A distinguished jurist recounts a lifetime of trials in and out of the courtroom.
Dispense with the bit about justice being blind. Tatel, who has been blind for most of his legal career as a result of a degenerative retinal disease, has heard it all. Regarding that fact, he dedicates a bit of hard-won advice: “Don’t deny your challenges, embrace them.” The author’s principal challenges came in two forms: his growing blindness, first diagnosed when he was still in high school, and many years of trying to hide that blindness from colleagues and students, fearing that it would harm his career. By the time Bill Clinton appointed him to the Washington, D.C., circuit court, Tatel was well established; he had worked for years in corporate law while devoting countless pro bono hours to civil rights issues in the 1960s and beyond. “Despite my best efforts, my blindness had become part of the narrative,” writes the author, although he had long since learned to accommodate that blindness through a combination of technological aides (a Braille computer, for instance) and a powerful memory. Although his memoir is both affecting and inspiring, of particular interest to readers of a legal bent are Tatel’s well-informed criticism of the current Supreme Court’s conservative majority for its steady diminishment of voting rights and dismemberment of various provisions of the Voting Rights Act.

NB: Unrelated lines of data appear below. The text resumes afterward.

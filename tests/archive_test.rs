use std::fs;
use std::io::Read;
use std::path::Path;

use tempfile::TempDir;
use wedgen::archive::{entry_name, pack};

fn make_tree(root: &Path) {
    fs::create_dir_all(root.join("lib/screens")).unwrap();
    fs::create_dir_all(root.join("assets")).unwrap();
    fs::write(root.join("pubspec.yaml"), "name: wedding_app\n").unwrap();
    fs::write(root.join("lib/main.dart"), "void main() {}\n").unwrap();
    fs::write(root.join("lib/screens/rsvp.dart"), "class Rsvp {}\n").unwrap();
    fs::write(root.join("assets/rings.png"), [0x89, 0x50, 0x4e, 0x47, 0x00, 0xff]).unwrap();
}

#[test]
fn test_pack_preserves_relative_paths_and_content() {
    let temp_dir = TempDir::new().unwrap();
    let tree = temp_dir.path().join("tree");
    let archive_path = temp_dir.path().join("out.zip");
    make_tree(&tree);

    pack(&tree, &archive_path).unwrap();

    let file = fs::File::open(&archive_path).unwrap();
    let mut archive = zip::ZipArchive::new(file).unwrap();
    assert_eq!(archive.len(), 4);

    let mut entry = archive.by_name("lib/screens/rsvp.dart").unwrap();
    let mut content = String::new();
    entry.read_to_string(&mut content).unwrap();
    assert_eq!(content, "class Rsvp {}\n");
}

#[test]
fn test_pack_is_lossless_for_binary_files() {
    let temp_dir = TempDir::new().unwrap();
    let tree = temp_dir.path().join("tree");
    let archive_path = temp_dir.path().join("out.zip");
    make_tree(&tree);

    pack(&tree, &archive_path).unwrap();

    let file = fs::File::open(&archive_path).unwrap();
    let mut archive = zip::ZipArchive::new(file).unwrap();
    let mut entry = archive.by_name("assets/rings.png").unwrap();
    let mut content = Vec::new();
    entry.read_to_end(&mut content).unwrap();
    assert_eq!(content, [0x89, 0x50, 0x4e, 0x47, 0x00, 0xff]);
}

#[test]
fn test_pack_skips_directory_entries() {
    let temp_dir = TempDir::new().unwrap();
    let tree = temp_dir.path().join("tree");
    let archive_path = temp_dir.path().join("out.zip");
    make_tree(&tree);

    pack(&tree, &archive_path).unwrap();

    let file = fs::File::open(&archive_path).unwrap();
    let archive = zip::ZipArchive::new(file).unwrap();
    for name in archive.file_names() {
        assert!(!name.ends_with('/'));
    }
}

#[test]
fn test_failed_pack_leaves_no_partial_archive() {
    let temp_dir = TempDir::new().unwrap();
    let tree = temp_dir.path().join("missing");
    let archive_path = temp_dir.path().join("out.zip");

    assert!(pack(&tree, &archive_path).is_err());
    assert!(!archive_path.exists());
}

#[test]
fn test_entry_name_uses_forward_slashes() {
    let name = entry_name(Path::new("lib").join("main.dart").as_path()).unwrap();
    assert_eq!(name, "lib/main.dart");
}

A committed liberal, the author notes that the current Court’s insistence that the states enjoy "equal sovereignty" is an anachronism that the Constitution does not support, “invented, recently, not for principled reasons, but to produce the Court’s preferred outcomes.” He urges readers to remedy an ideologically corrupt Court by voting for legislators willing to fight for civil rights and other causes.
A provocative, well-written pleasure for students of contemporary jurisprudence.